Подобно Толстому, Бунин направляет на обыденность огни «вечных» маяков, судит людей, их тягу к наслаждениям, несправедливое общественное устройство с точки зрения «вечных» законов, управляющих человечеством. В самых его социально-острых, резко обличительных произведениях 1910-х годов («Братья» или «Господин из Сан-Фран-циско») содержание отнюдь не исчерпывается критикой колониализма или американского капитализма — скорее для писателя это лишь частная, «временная» форма проявления «всеобщего», или, лучше сказать, космического зла. С позиций философского пантеизма Бунин отвергает буржуазную цивилизацию, противопоставляя ей простую и мудрую жизнь вблизи природы. Сходным образом Толстой в «Воскресении» обрушивался на неразумное общественное устройство, на людей, которые, заковав землю в камень и задымив воздух углем и нефтью, «не переставали обманывать и му-чать себя и друг друга».

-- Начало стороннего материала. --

//! Namespace lookups and the predicate/visitor protocol.
//!
//! Every container follows the same rules: an absent callback finds nothing,
//! a fault raised by the callback aborts the call and is returned unchanged,
//! and a visitor returning `false` stops the walk.

use std::convert::Infallible;

use reflex::prelude::*;

#[derive(Debug, PartialEq, Eq)]
struct Boom(&'static str);

type NoNamespacePredicate = fn(NamespaceRef<'_>) -> Result<bool, Infallible>;
type NoArchetypePredicate = fn(ArchetypeRef<'_>) -> Result<bool, Infallible>;
type NoVariablePredicate = fn(&Variable) -> Result<bool, Infallible>;

static TEST_COUNTER: i32 = 3;

fn database() -> Database {
    let mut builder = DatabaseBuilder::with_fundamentals().unwrap();
    let ns = builder.add_namespace(NamespaceKey::ROOT, "test_namespace").unwrap();
    builder.add_namespace(ns, "nested_namespace").unwrap();
    builder.add_namespace(ns, "nested_namespace2").unwrap();
    builder.add_namespace(ns, "other").unwrap();

    builder.add_struct(ns, "NamespaceStruct", 4).unwrap();
    builder.add_class(ns, "NamespaceClass", 8).unwrap();
    builder.add_enum(ns, "NamespaceEnum", TypeDesc::of::<u8>()).unwrap();

    builder
        .add_variable(
            ns,
            Variable::new("counter", TypeDesc::of::<i32>(), VarFlags::CONST, StaticAddress::read_only(&TEST_COUNTER)),
        )
        .unwrap();
    builder
        .add_function(ns, Function::new("add", FunctionFlags::INLINE, |a: i32, b: i32| a + b))
        .unwrap();
    builder
        .add_function(ns, Function::new("add", FunctionFlags::empty(), |a: f32, b: f32| a + b))
        .unwrap();
    builder.build()
}

fn test_namespace(db: &Database) -> NamespaceRef<'_> {
    db.get_namespace_by_name("test_namespace").unwrap()
}

// ============================================================================
// By-name lookups
// ============================================================================

#[test]
fn test_empty_name_finds_nothing() {
    let db = database();
    assert!(test_namespace(&db).get_namespace_by_name("").is_none());
    assert!(test_namespace(&db).get_struct_by_name("").is_none());
    assert!(db.get_namespace_by_name("").is_none());
}

#[test]
fn test_existing_namespace_name() {
    let db = database();
    let nested = test_namespace(&db).get_namespace_by_name("nested_namespace").unwrap();
    assert_eq!(nested.qualified_name(), "test_namespace::nested_namespace");
    assert_eq!(nested.outer(), Some(test_namespace(&db)));
}

#[test]
fn test_missing_namespace_name() {
    let db = database();
    assert!(test_namespace(&db).get_namespace_by_name("inexistant_namespace").is_none());
}

#[test]
fn test_nested_path_lookup() {
    let db = database();
    let nested = db.get_namespace_by_name("test_namespace::nested_namespace2").unwrap();
    assert_eq!(nested.name(), "nested_namespace2");
    assert!(db.get_namespace_by_name("test_namespace::missing").is_none());
}

#[test]
fn test_archetype_lookup_by_kind() {
    let db = database();
    let ns = test_namespace(&db);

    assert!(ns.get_struct_by_name("NamespaceStruct").is_some());
    assert!(ns.get_struct_by_name("NamespaceClass").is_none());
    assert!(ns.get_class_by_name("NamespaceClass").is_some());
    assert!(ns.get_enum_by_name("NamespaceEnum").is_some());
    assert_eq!(ns.get_archetype_by_name("NamespaceClass").unwrap().kind(), EntityKind::Class);
    assert_eq!(ns.archetype_count(), 3);
}

#[test]
fn test_variable_min_flags() {
    let db = database();
    let ns = test_namespace(&db);
    assert!(ns.get_variable_by_name("counter", VarFlags::CONST).is_some());
    assert!(ns.get_variable_by_name("counter", VarFlags::STATIC).is_none());

    let counter = ns.get_variable_by_name("counter", VarFlags::empty()).unwrap();
    assert_eq!(unsafe { counter.get::<i32>() }, Ok(3));
}

#[test]
fn test_function_overloads() {
    let db = database();
    let ns = test_namespace(&db);
    assert_eq!(ns.get_functions_by_name("add", FunctionFlags::empty()).len(), 2);
    assert_eq!(ns.get_functions_by_name("add", FunctionFlags::INLINE).len(), 1);

    let add = ns.get_function_by_name("add", FunctionFlags::INLINE).unwrap();
    let sum = add.invoke(args![2i32, 3i32]).unwrap();
    assert_eq!(*sum.downcast::<i32>().unwrap(), 5);
}

// ============================================================================
// get_namespace_by_predicate
// ============================================================================

#[test]
fn test_absent_predicate_finds_nothing() {
    let db = database();
    let found = test_namespace(&db).get_namespace_by_predicate(None::<NoNamespacePredicate>);
    assert_eq!(found, Ok(None));
}

#[test]
fn test_finding_predicate() {
    let db = database();
    let first_letter = 'n';
    let found = test_namespace(&db)
        .get_namespace_by_predicate(Some(|ns: NamespaceRef<'_>| {
            Ok::<_, Infallible>(ns.name().starts_with(first_letter))
        }))
        .unwrap();
    assert_eq!(found.map(|ns| ns.name()), Some("nested_namespace"));
}

#[test]
fn test_not_finding_predicate() {
    let db = database();
    let found = test_namespace(&db)
        .get_namespace_by_predicate(Some(|ns: NamespaceRef<'_>| Ok::<_, Infallible>(ns.name().starts_with('v'))))
        .unwrap();
    assert!(found.is_none());
}

#[test]
fn test_faulting_predicate() {
    let db = database();
    let result = test_namespace(&db).get_namespace_by_predicate(Some(|_: NamespaceRef<'_>| Err(Boom("predicate"))));
    assert_eq!(result.unwrap_err(), Boom("predicate"));
}

// ============================================================================
// get_namespaces_by_predicate
// ============================================================================

#[test]
fn test_plural_absent_predicate() {
    let db = database();
    let found = test_namespace(&db).get_namespaces_by_predicate(None::<NoNamespacePredicate>);
    assert_eq!(found.map(|v| v.len()), Ok(0));
}

#[test]
fn test_plural_finding_predicate() {
    let db = database();
    let found = test_namespace(&db)
        .get_namespaces_by_predicate(Some(|ns: NamespaceRef<'_>| Ok::<_, Infallible>(ns.name().starts_with('n'))))
        .unwrap();
    assert_eq!(found.len(), 2);
}

#[test]
fn test_plural_not_finding_predicate() {
    let db = database();
    let found = test_namespace(&db)
        .get_namespaces_by_predicate(Some(|ns: NamespaceRef<'_>| Ok::<_, Infallible>(ns.name().starts_with('v'))))
        .unwrap();
    assert!(found.is_empty());
}

#[test]
fn test_plural_faulting_predicate() {
    let db = database();
    let mut calls = 0;
    let result = test_namespace(&db).get_namespaces_by_predicate(Some(|_: NamespaceRef<'_>| {
        calls += 1;
        Err(Boom("plural"))
    }));
    assert_eq!(result.unwrap_err(), Boom("plural"));
    assert_eq!(calls, 1);
}

// ============================================================================
// foreach_namespace
// ============================================================================

#[test]
fn test_absent_visitor() {
    let db = database();
    assert_eq!(test_namespace(&db).foreach_namespace(None::<NoNamespacePredicate>), Ok(false));
}

#[test]
fn test_breaking_visitor() {
    let db = database();
    let mut counter = 0;
    let completed = test_namespace(&db)
        .foreach_namespace(Some(|_: NamespaceRef<'_>| {
            counter += 1;
            Ok::<_, Infallible>(false)
        }))
        .unwrap();
    assert!(!completed);
    assert_eq!(counter, 1);
}

#[test]
fn test_non_breaking_visitor() {
    let db = database();
    let ns = test_namespace(&db);
    let mut counter = 0;
    let completed = ns
        .foreach_namespace(Some(|_: NamespaceRef<'_>| {
            counter += 1;
            Ok::<_, Infallible>(true)
        }))
        .unwrap();
    assert!(completed);
    assert_eq!(counter, ns.namespace_count());
}

#[test]
fn test_faulting_visitor() {
    let db = database();
    let result = test_namespace(&db).foreach_namespace(Some(|_: NamespaceRef<'_>| Err(Boom("visitor"))));
    assert_eq!(result, Err(Boom("visitor")));
}

// ============================================================================
// Other containers share the protocol
// ============================================================================

#[test]
fn test_archetype_protocol() {
    let db = database();
    let ns = test_namespace(&db);

    assert_eq!(ns.foreach_archetype(None::<NoArchetypePredicate>), Ok(false));

    let classes = ns
        .get_archetypes_by_predicate(Some(|a: ArchetypeRef<'_>| Ok::<_, Infallible>(a.is_class())))
        .unwrap();
    assert_eq!(classes.len(), 1);

    let mut visited = Vec::new();
    let completed = ns
        .foreach_archetype(Some(|a: ArchetypeRef<'_>| {
            visited.push(a.name().to_string());
            Ok::<_, Infallible>(true)
        }))
        .unwrap();
    assert!(completed);
    assert_eq!(visited.len(), ns.archetype_count());
}

#[test]
fn test_root_holds_fundamentals() {
    let db = database();
    let root = db.root();
    assert!(root.is_root());
    let fundamentals = root
        .get_archetypes_by_predicate(Some(|a: ArchetypeRef<'_>| Ok::<_, Infallible>(a.is_fundamental())))
        .unwrap();
    assert!(fundamentals.iter().any(|a| a.name() == "i32"));
    assert!(db.archetype_of::<f64>().is_some());
}

#[test]
fn test_variable_protocol() {
    let db = database();
    let ns = test_namespace(&db);
    assert_eq!(ns.get_variable_by_predicate(None::<NoVariablePredicate>).map(|v| v.is_none()), Ok(true));

    let found = ns
        .get_variable_by_predicate(Some(|v: &Variable| Ok::<_, Infallible>(v.is_read_only())))
        .unwrap();
    assert_eq!(found.map(|v| v.name()), Some("counter"));
}

#[test]
fn test_function_protocol_fault_stops_walk() {
    let db = database();
    let ns = test_namespace(&db);
    let mut seen = 0;
    let result = ns.foreach_function(Some(|_: &Function| {
        seen += 1;
        if seen == 2 { Err(Boom("second")) } else { Ok(true) }
    }));
    assert_eq!(result, Err(Boom("second")));
    assert_eq!(seen, 2);
}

Однако в приведенном отрывке из бунинского рассказа «Братья» мы сразу улавливаем и отличие от позднего, «строгого» Толстого, то свое, что внес писатель в живую традицию: даже в минуту скорбного обличения он нисколько на жертвует своей феноменальной наблюдательностью, его стереоскопические «цветные сны» не становятся менее яркими. Это чисто бунинская способность. Напор внешней изобразительности в его зрелой прозе был столь могучим, что порою начинал «забивать» основную, «генерализующую» мысль произведения. И тогда уже приходилось «ампутировать» превосходные эпитеты, уподобления, образы. От редакции к редакции рассказ не насыщается новыми красочными деталями, а, пресыщенный, теряет их: так исчезает из рукописей «зыбь, рассыпавшаяся гелиотроповой пеной» («Братья»); известный испанский писатель, «похожий на кабана»; картина Неаполя, надвигающегося «своими каменными сотами»; «большая, тяжелая и уже совсем наряженная к обеду жена»; «липкая набережная» («Господин из Сан-Франциско») и т. д.
Несхожа с толстозской и самая структура фразы, подчиненная опять-таки не непосредственному обличению, как у автора «Воскресения», во имя этой устремленности мощно громоздившему свои знаменитые «который» и «что», «что» и «который», но согласующаяся с обязательной внутренней архитектоникой, прозрачностью и чистотой ритма. Если брать стиль позднего Толстого и Бунина — не как две соизмеримые величины, а как два различных начала, две противоположные стихии, — то на ум приходит аналогия: Бетховен и Моцарт. Условность такого сближения очевидна, но оно позволяет, мне кажется, уловить, хотя бы в первом приближении, отличие клокочущей, как магма, прозы позднего Толстого от выверенной по законам красоты словесной архитектоники Бунина.
Содержание творчества позднего Толстого подчиняется образному воплощению выстраданной им мысли, что вся жизнь с ее неравенством, безумной роскошью на одном полюсе и предельной нищетой на другом — представляет собой единый грандиозный контраст, поражающий до боли, до ужаса, до невозможности думать о «приемах», о «литературе».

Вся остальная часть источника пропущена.